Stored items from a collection
-=-=-=-=-

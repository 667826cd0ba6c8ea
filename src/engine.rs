use std::collections::HashMap;
use std::sync::atomic::{AtomicBool, Ordering};
use std::sync::Arc;
use std::time::{Duration, Instant};

use serde::{Deserialize, Serialize};
use tokio::sync::{Mutex, Notify};
use tokio::task::JoinHandle;

use crate::autonomous::AutonomousProcessor;
use crate::broker::BrokerConnection;
use crate::config::EngineConfig;
use crate::delivery_log::{DeliveryLogSink, DeliveryLogger};
use crate::error::{DeliveryOutcome, InitError, SchedulerError, SubmitError};
use crate::profile::ProfileStore;
use crate::queue::{duration_ms, ExecutionPath};
use crate::queue_redis::RedisQueue;
use crate::request::{assemble, RequestParts};
use crate::template::Macros;
use crate::trigger::task_for;
use crate::types::{
    ConversionRecord, ExecutionMode, HttpMethod, QueueStats, QueueStatsReport, SignatureConfig,
};
use crate::worker::{send_request, DeliveryContext, WorkerPool};

#[cfg(feature = "metrics")]
fn metric_inc(name: &'static str) {
    metrics::increment_counter!(name);
}

#[cfg(not(feature = "metrics"))]
fn metric_inc(_name: &'static str) {}

/// Signed when an operator supplies a secret but no signature template.
pub const DEFAULT_TEST_SIGNATURE_TEMPLATE: &str = "{click_id}:{txid}:{status}";

const DEFAULT_TEST_TIMEOUT_MS: u64 = 10_000;

/// What happened to a submitted conversion.
#[derive(Debug, Clone, PartialEq, Eq)]
pub enum Submission {
    /// Status does not warrant a postback.
    Ignored,
    Accepted {
        mode: ExecutionMode,
        outcome: DeliveryOutcome,
    },
}

/// Operator request for a one-off trial delivery.
#[derive(Debug, Clone, Deserialize)]
pub struct TestDeliveryRequest {
    pub url: String,
    #[serde(default)]
    pub method: HttpMethod,
    #[serde(default)]
    pub macros: HashMap<String, String>,
    pub signing_secret: Option<String>,
    pub signature_template: Option<String>,
    pub signature_param: Option<String>,
    pub timeout_ms: Option<u64>,
}

impl TestDeliveryRequest {
    pub fn new(url: impl Into<String>) -> Self {
        Self {
            url: url.into(),
            method: HttpMethod::Get,
            macros: HashMap::new(),
            signing_secret: None,
            signature_template: None,
            signature_param: None,
            timeout_ms: None,
        }
    }

    pub fn with_macro(mut self, name: impl Into<String>, value: impl Into<String>) -> Self {
        self.macros.insert(name.into(), value.into());
        self
    }

    pub fn with_signing_secret(mut self, secret: impl Into<String>) -> Self {
        self.signing_secret = Some(secret.into());
        self
    }
}

#[derive(Debug, Clone, PartialEq, Eq, Serialize)]
pub struct TestDeliveryResult {
    pub success: bool,
    pub status_code: Option<u16>,
    /// Truncated to the configured log length.
    pub response_body: Option<String>,
    pub duration_ms: u64,
    pub error: Option<String>,
}

/// The postback delivery engine.
///
/// Owns the worker pool, the broker connection and both execution paths.
/// The durable path is chosen at startup when a broker is configured; the
/// autonomous path is always present and takes over whenever a durable
/// enqueue fails.
pub struct PostbackEngine {
    config: EngineConfig,
    broker: Arc<BrokerConnection>,
    durable: Option<Arc<RedisQueue>>,
    autonomous: Arc<AutonomousProcessor>,
    paths: Vec<Arc<dyn ExecutionPath>>,
    pool: WorkerPool,
    logger: DeliveryLogger,
    http_client: reqwest::Client,
    is_running: Arc<AtomicBool>,
    wake: Arc<Notify>,
    consumer_handle: Mutex<Option<JoinHandle<()>>>,
}

impl PostbackEngine {
    /// Build the engine, probe the broker once and start the durable consumer.
    pub async fn start(
        config: EngineConfig,
        profiles: Arc<dyn ProfileStore>,
        log_sink: Arc<dyn DeliveryLogSink>,
    ) -> Result<Self, InitError> {
        let http_client = reqwest::Client::builder()
            .redirect(reqwest::redirect::Policy::none())
            .user_agent(config.user_agent.as_str())
            .build()?;

        let logger = DeliveryLogger::spawn(
            log_sink,
            config.log_channel_capacity,
            config.log_truncate_len,
        );

        let ctx = Arc::new(DeliveryContext {
            http_client: http_client.clone(),
            profiles,
            logger: logger.clone(),
            body_limit: config.log_truncate_len,
        });
        let pool = WorkerPool::new(ctx, config.max_concurrent);

        let broker = Arc::new(BrokerConnection::new(
            config.redis_url.clone(),
            config.probe_timeout(),
            config.reprobe_interval(),
        ));
        let autonomous = Arc::new(AutonomousProcessor::new(pool.clone(), config.max_attempts));

        let durable = broker.is_configured().then(|| {
            Arc::new(
                RedisQueue::new(
                    broker.clone(),
                    config.queue_prefix.clone(),
                    config.max_attempts,
                    config.retention,
                    Duration::from_secs(config.inflight_ttl_secs),
                )
                .with_stall_timeout(config.stall_timeout())
                .with_local_path(autonomous.clone()),
            )
        });

        let mut paths: Vec<Arc<dyn ExecutionPath>> = Vec::new();
        if let Some(queue) = &durable {
            paths.push(queue.clone());
        }
        paths.push(autonomous.clone());

        let is_running = Arc::new(AtomicBool::new(true));
        let wake = Arc::new(Notify::new());

        let mode = if durable.is_some() {
            broker.mode().await
        } else {
            ExecutionMode::Autonomous
        };

        let consumer_handle = durable.as_ref().map(|queue| {
            queue.spawn_consumer(
                pool.clone(),
                is_running.clone(),
                wake.clone(),
                config.poll_interval(),
            )
        });

        tracing::info!(
            mode = %mode,
            max_concurrent = config.max_concurrent,
            max_attempts = config.max_attempts,
            "postback engine started"
        );

        Ok(Self {
            config,
            broker,
            durable,
            autonomous,
            paths,
            pool,
            logger,
            http_client,
            is_running,
            wake,
            consumer_handle: Mutex::new(consumer_handle),
        })
    }

    /// Hand a finalized conversion to the engine.
    ///
    /// Fails only when no execution path accepted the task.
    pub async fn submit_for_delivery(
        &self,
        record: &ConversionRecord,
    ) -> Result<Submission, SubmitError> {
        if !self.is_running.load(Ordering::SeqCst) {
            return Err(SubmitError::Shutdown);
        }

        let Some(task) = task_for(record) else {
            metric_inc("postback.submit.ignored");
            return Ok(Submission::Ignored);
        };

        if self.autonomous.is_duplicate(&task) {
            metric_inc("postback.submit.duplicate");
            return Ok(Submission::Accepted {
                mode: ExecutionMode::Autonomous,
                outcome: DeliveryOutcome::Duplicate,
            });
        }

        let mut last_error = None;
        for path in &self.paths {
            match path.accept(task.clone()).await {
                Ok(outcome) => {
                    match outcome {
                        DeliveryOutcome::Duplicate => metric_inc("postback.submit.duplicate"),
                        DeliveryOutcome::Deferred => metric_inc("postback.submit.deferred"),
                        _ => {}
                    }
                    if path.mode() == ExecutionMode::Durable {
                        self.wake.notify_one();
                    }
                    return Ok(Submission::Accepted {
                        mode: path.mode(),
                        outcome,
                    });
                }
                Err(err) => {
                    if let SchedulerError::Broker(broker_err) = &err {
                        if broker_err.is_connection_error() {
                            self.broker.invalidate(&broker_err.to_string()).await;
                        }
                        metric_inc("postback.broker.failover");
                    }
                    tracing::warn!(
                        conversion_id = %task.conversion_id,
                        mode = %path.mode(),
                        error = %err,
                        "execution path rejected task"
                    );
                    last_error = Some(err);
                }
            }
        }

        Err(SubmitError::Rejected {
            conversion_id: task.conversion_id,
            reason: last_error
                .map(|e| e.to_string())
                .unwrap_or_else(|| "no execution path available".to_string()),
        })
    }

    /// Queue statistics for the monitoring dashboard.
    ///
    /// Never fails: when the broker cannot be queried the in-process
    /// counters are returned with `error` set.
    pub async fn queue_stats(&self) -> QueueStatsReport {
        let Some(durable) = &self.durable else {
            return QueueStatsReport {
                mode: ExecutionMode::Autonomous,
                stats: self.autonomous.local_stats(),
                error: None,
            };
        };

        match durable.stats().await {
            Ok(stats) => QueueStatsReport {
                mode: ExecutionMode::Durable,
                stats,
                error: None,
            },
            Err(err) => {
                if err.is_connection_error() {
                    self.broker.invalidate(&err.to_string()).await;
                }
                QueueStatsReport {
                    mode: ExecutionMode::Autonomous,
                    stats: self.autonomous.local_stats(),
                    error: Some(err.to_string()),
                }
            }
        }
    }

    /// Counters of the in-process path only.
    pub fn local_stats(&self) -> QueueStats {
        self.autonomous.local_stats()
    }

    /// Perform one trial delivery for an operator.
    pub async fn test_delivery(&self, request: &TestDeliveryRequest) -> TestDeliveryResult {
        test_delivery(&self.http_client, request, self.config.log_truncate_len).await
    }

    /// Where a submission would go right now.
    pub async fn mode(&self) -> ExecutionMode {
        match &self.durable {
            Some(_) => self.broker.mode().await,
            None => ExecutionMode::Autonomous,
        }
    }

    pub fn pool(&self) -> &WorkerPool {
        &self.pool
    }

    pub fn logger(&self) -> &DeliveryLogger {
        &self.logger
    }

    pub fn is_running(&self) -> bool {
        self.is_running.load(Ordering::SeqCst)
    }

    /// Stop accepting work, stop the consumer and wait for in-flight
    /// deliveries.
    ///
    /// Pending in-process timers are cancelled, so no delivery starts after
    /// this returns. Attempts still running finish, but their retries are
    /// not scheduled. Durable jobs are unaffected and resume on the next
    /// start.
    pub async fn shutdown(&self) {
        self.is_running.store(false, Ordering::SeqCst);
        self.autonomous.close();
        let abandoned = self.autonomous.cancel_timers();
        self.wake.notify_waiters();

        if let Some(handle) = self.consumer_handle.lock().await.take() {
            let _ = handle.await;
        }

        self.pool.wait_idle().await;
        self.logger.flush().await;

        if abandoned > 0 {
            tracing::warn!(abandoned, "pending in-process deliveries cancelled at shutdown");
        }
        tracing::info!("postback engine stopped");
    }
}

/// One synchronous trial delivery with no retry and no attempt log.
pub async fn test_delivery(
    client: &reqwest::Client,
    request: &TestDeliveryRequest,
    truncate_len: usize,
) -> TestDeliveryResult {
    let signature = SignatureConfig {
        enabled: request.signing_secret.is_some(),
        secret: request.signing_secret.clone().unwrap_or_default(),
        payload_template: request
            .signature_template
            .clone()
            .unwrap_or_else(|| DEFAULT_TEST_SIGNATURE_TEMPLATE.to_string()),
        param_name: request
            .signature_param
            .clone()
            .unwrap_or_else(|| SignatureConfig::default().param_name),
        ..SignatureConfig::default()
    };
    let macros = Macros::from(request.macros.clone());
    let parts = RequestParts {
        method: request.method,
        url_template: &request.url,
        body_template: None,
        signature: &signature,
        auth: None,
    };

    let started = Instant::now();
    let prepared = match assemble(&parts, &macros) {
        Ok(prepared) => prepared,
        Err(reason) => {
            return TestDeliveryResult {
                success: false,
                status_code: None,
                response_body: None,
                duration_ms: 0,
                error: Some(reason.to_string()),
            }
        }
    };

    let timeout = Duration::from_millis(request.timeout_ms.unwrap_or(DEFAULT_TEST_TIMEOUT_MS));
    let response = send_request(client, &prepared, timeout, truncate_len).await;
    let elapsed = duration_ms(started.elapsed());

    match response {
        Ok(resp) => TestDeliveryResult {
            success: resp.is_success(),
            status_code: Some(resp.status_code),
            response_body: Some(resp.body),
            duration_ms: elapsed,
            error: None,
        },
        Err(reason) => TestDeliveryResult {
            success: false,
            status_code: None,
            response_body: None,
            duration_ms: elapsed,
            error: Some(reason.to_string()),
        },
    }
}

-=-=-=-=-

TASK DIRECTIONS:
The expected answer is every line in the data above that carries the string "HashMap".

SOLUTION BELOW:
use std::collections::HashMap;
    pub macros: HashMap<String, String>,
            macros: HashMap::new(),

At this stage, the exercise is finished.